▸ **INFORMATION PROVIDED**
________

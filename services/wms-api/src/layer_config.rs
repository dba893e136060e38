//! Map configuration loader.
//!
//! Loads the map (service metadata, extra symbols) and its layers from one
//! YAML file. Each layer names a table and optionally carries a static column
//! list; layers without one are described through the PostGIS catalog at
//! startup.

use serde::Deserialize;
use std::fs;
use std::path::Path;
use tracing::{info, warn};

use storage::Catalog;
use wms_common::{BoundingBox, Srid, WmsError, WmsResult};
use wms_map::symbol::DEFAULT_SYMBOL_SIZE;
use wms_map::{
    CartographyRule, FieldDef, Filter, Identifier, LayerBuilder, LayerSpec, MapMetadata,
    ModelSchema, PyramidLevels, RasterOptions, Symbol, SymbolCatalog,
};

/// Process-wide defaults applied while turning layer configs into specs.
#[derive(Debug, Clone, PartialEq)]
pub struct LayerDefaults {
    /// SRID assumed for raster columns that report none
    pub raster_srid: Srid,
    pub levels: PyramidLevels,
}

impl Default for LayerDefaults {
    fn default() -> Self {
        Self {
            raster_srid: Srid::WEB_MERCATOR,
            levels: PyramidLevels::default(),
        }
    }
}

/// Where a layer's column list comes from.
#[derive(Debug, Clone, PartialEq)]
pub enum ModelSource {
    /// Columns listed in the configuration file
    Static(ModelSchema),
    /// Columns read from the database catalog
    Catalog { schema: String, table: String },
}

/// Raster addressing overrides for one layer.
#[derive(Debug, Clone, Default, PartialEq)]
pub struct RasterConfig {
    pub nodata: Option<f64>,
    pub levels: Option<PyramidLevels>,
    pub filters: Vec<Filter>,
    pub tile_x_column: Option<Identifier>,
    pub tile_y_column: Option<Identifier>,
    pub tile_z_column: Option<Identifier>,
    pub level_column: Option<Identifier>,
}

/// One configured layer, before its spatial field is resolved.
#[derive(Debug, Clone, PartialEq)]
pub struct LayerConfig {
    pub source: ModelSource,
    pub name: Option<String>,
    pub title: Option<String>,
    /// Explicit spatial field; otherwise the first spatial column wins
    pub field: Option<String>,
    pub unique_key: Option<Identifier>,
    pub class_item: Option<Identifier>,
    pub opacity: Option<u8>,
    pub filters: Vec<Filter>,
    pub cartography: Vec<CartographyRule>,
    pub raster: Option<RasterConfig>,
}

impl LayerConfig {
    fn table(&self) -> String {
        match &self.source {
            ModelSource::Static(model) => format!("{}.{}", model.schema, model.table),
            ModelSource::Catalog { schema, table } => format!("{}.{}", schema, table),
        }
    }

    /// Resolve the spatial field of `model` and apply this config on top.
    pub fn into_spec(self, model: ModelSchema, defaults: &LayerDefaults) -> WmsResult<LayerSpec> {
        let mut spec = LayerSpec::new(model, self.field.as_deref())?;
        spec.name = self.name;
        spec.title = self.title;
        if let Some(key) = self.unique_key {
            spec.unique_key = key;
        }
        spec.class_item = self.class_item;
        spec.opacity = self.opacity;
        spec.filters = self.filters;
        spec.cartography = self.cartography;

        if spec.field.kind.is_raster() {
            spec.default_srid = defaults.raster_srid;
            let raster = self.raster.unwrap_or_default();
            let base = std::mem::take(&mut spec.raster);
            spec.raster = RasterOptions {
                filters: raster.filters,
                nodata: raster.nodata,
                levels: raster.levels.unwrap_or_else(|| defaults.levels.clone()),
                tile_x_column: raster.tile_x_column.unwrap_or(base.tile_x_column),
                tile_y_column: raster.tile_y_column.unwrap_or(base.tile_y_column),
                tile_z_column: raster.tile_z_column.unwrap_or(base.tile_z_column),
                level_column: raster.level_column.unwrap_or(base.level_column),
            };
        } else if self.raster.is_some() {
            warn!(layer = %spec.layer_name(), "Raster options ignored on a vector layer");
        }

        Ok(spec)
    }
}

/// Parsed map configuration.
#[derive(Debug, Clone, PartialEq)]
pub struct MapConfig {
    pub metadata: MapMetadata,
    pub symbols: SymbolCatalog,
    pub layers: Vec<LayerConfig>,
}

impl MapConfig {
    /// Load and validate a map configuration file.
    pub fn load<P: AsRef<Path>>(path: P) -> WmsResult<Self> {
        let contents = fs::read_to_string(path.as_ref()).map_err(|e| {
            WmsError::MisconfiguredMap(format!("cannot read {}: {}", path.as_ref().display(), e))
        })?;
        let config = Self::from_yaml_str(&contents)?;
        info!(
            path = %path.as_ref().display(),
            layers = config.layers.len(),
            symbols = config.symbols.len(),
            "Loaded map config"
        );
        Ok(config)
    }

    pub fn from_yaml_str(contents: &str) -> WmsResult<Self> {
        let yaml: YamlMapFile = serde_yaml::from_str(contents)
            .map_err(|e| WmsError::MisconfiguredMap(format!("invalid map config: {}", e)))?;
        yaml.into_config()
    }

    /// Whether any layer has to be described through the database.
    pub fn needs_catalog(&self) -> bool {
        self.layers
            .iter()
            .any(|l| matches!(l.source, ModelSource::Catalog { .. }))
    }
}

/// Turn layer configs into specs, describing tables through `catalog` where
/// no static schema is configured.
pub async fn resolve_layers(
    layers: Vec<LayerConfig>,
    catalog: Option<&Catalog>,
    defaults: &LayerDefaults,
) -> WmsResult<Vec<LayerSpec>> {
    let mut specs = Vec::with_capacity(layers.len());
    for layer in layers {
        let model = match (&layer.source, catalog) {
            (ModelSource::Static(model), _) => model.clone(),
            (ModelSource::Catalog { schema, table }, Some(catalog)) => {
                catalog.describe_table(schema, table).await?
            }
            (ModelSource::Catalog { .. }, None) => {
                return Err(WmsError::MisconfiguredMap(format!(
                    "layer on {} needs a database connection",
                    layer.table()
                )));
            }
        };

        let spec = layer.into_spec(model, defaults)?;
        info!(
            layer = %spec.layer_name(),
            kind = ?spec.field.kind,
            column = %spec.field.column,
            "Resolved layer"
        );
        specs.push(spec);
    }
    Ok(specs)
}

// ============================================================================
// YAML Parsing Structures
// ============================================================================

#[derive(Debug, Deserialize)]
#[serde(deny_unknown_fields)]
struct YamlMapFile {
    #[serde(default)]
    title: Option<String>,
    #[serde(default)]
    srs: Option<Vec<Srid>>,
    #[serde(default)]
    enable_requests: Option<Vec<String>>,
    #[serde(default)]
    legend_size: Option<(u32, u32)>,
    #[serde(default)]
    projection: Option<Srid>,
    /// minx, miny, maxx, maxy
    #[serde(default)]
    extent: Option<[f64; 4]>,
    #[serde(default)]
    symbol_size: Option<u32>,
    #[serde(default)]
    symbols: Vec<Symbol>,
    layers: Vec<YamlLayer>,
}

#[derive(Debug, Deserialize)]
#[serde(deny_unknown_fields)]
struct YamlLayer {
    table: String,
    #[serde(default = "default_schema")]
    schema: String,
    #[serde(default)]
    name: Option<String>,
    #[serde(default)]
    title: Option<String>,
    #[serde(default)]
    field: Option<String>,
    #[serde(default)]
    unique_key: Option<Identifier>,
    #[serde(default)]
    class_item: Option<Identifier>,
    #[serde(default)]
    opacity: Option<u8>,
    #[serde(default)]
    filters: Vec<Filter>,
    #[serde(default)]
    cartography: Vec<CartographyRule>,
    #[serde(default)]
    raster: Option<YamlRaster>,
    /// Static column list; skips catalog introspection
    #[serde(default)]
    fields: Option<Vec<FieldDef>>,
}

#[derive(Debug, Deserialize)]
#[serde(deny_unknown_fields)]
struct YamlRaster {
    #[serde(default)]
    nodata: Option<f64>,
    #[serde(default)]
    levels: Option<PyramidLevels>,
    #[serde(default)]
    filters: Vec<Filter>,
    #[serde(default)]
    tile_x_column: Option<Identifier>,
    #[serde(default)]
    tile_y_column: Option<Identifier>,
    #[serde(default)]
    tile_z_column: Option<Identifier>,
    #[serde(default)]
    level_column: Option<Identifier>,
}

fn default_schema() -> String {
    "public".to_string()
}

impl YamlMapFile {
    fn into_config(self) -> WmsResult<MapConfig> {
        if self.layers.is_empty() {
            return Err(WmsError::MisconfiguredMap(
                "map config defines no layers".to_string(),
            ));
        }

        let mut metadata = MapMetadata::default();
        if let Some(title) = self.title {
            metadata.title = title;
        }
        if let Some(srs) = self.srs {
            metadata.srs = srs;
        }
        if let Some(requests) = self.enable_requests {
            metadata.enable_requests = requests;
        }
        if let Some(size) = self.legend_size {
            metadata.legend_size = size;
        }
        if let Some(projection) = self.projection {
            metadata.projection = projection;
        }
        if let Some([min_x, min_y, max_x, max_y]) = self.extent {
            metadata.extent = BoundingBox::new(min_x, min_y, max_x, max_y);
        }

        let symbols = SymbolCatalog::presets(self.symbol_size.unwrap_or(DEFAULT_SYMBOL_SIZE))
            .with_custom(self.symbols);

        let layers = self.layers.into_iter().map(YamlLayer::into_layer).collect();

        Ok(MapConfig {
            metadata,
            symbols,
            layers,
        })
    }
}

impl YamlLayer {
    fn into_layer(self) -> LayerConfig {
        let source = match self.fields {
            Some(fields) => {
                let mut model = ModelSchema::new(self.table, fields);
                model.schema = self.schema;
                ModelSource::Static(model)
            }
            None => ModelSource::Catalog {
                schema: self.schema,
                table: self.table,
            },
        };

        LayerConfig {
            source,
            name: self.name,
            title: self.title,
            field: self.field,
            unique_key: self.unique_key,
            class_item: self.class_item,
            opacity: self.opacity,
            filters: self.filters,
            cartography: self.cartography,
            raster: self.raster.map(|r| RasterConfig {
                nodata: r.nodata,
                levels: r.levels,
                filters: r.filters,
                tile_x_column: r.tile_x_column,
                tile_y_column: r.tile_y_column,
                tile_z_column: r.tile_z_column,
                level_column: r.level_column,
            }),
        }
    }
}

________

▸ **EXERCISE OBJECTIVE**
From the listing above, how many lines contain the word "ModelSource"? Give only the number.

▸ **EXERCISE SOLUTION**
10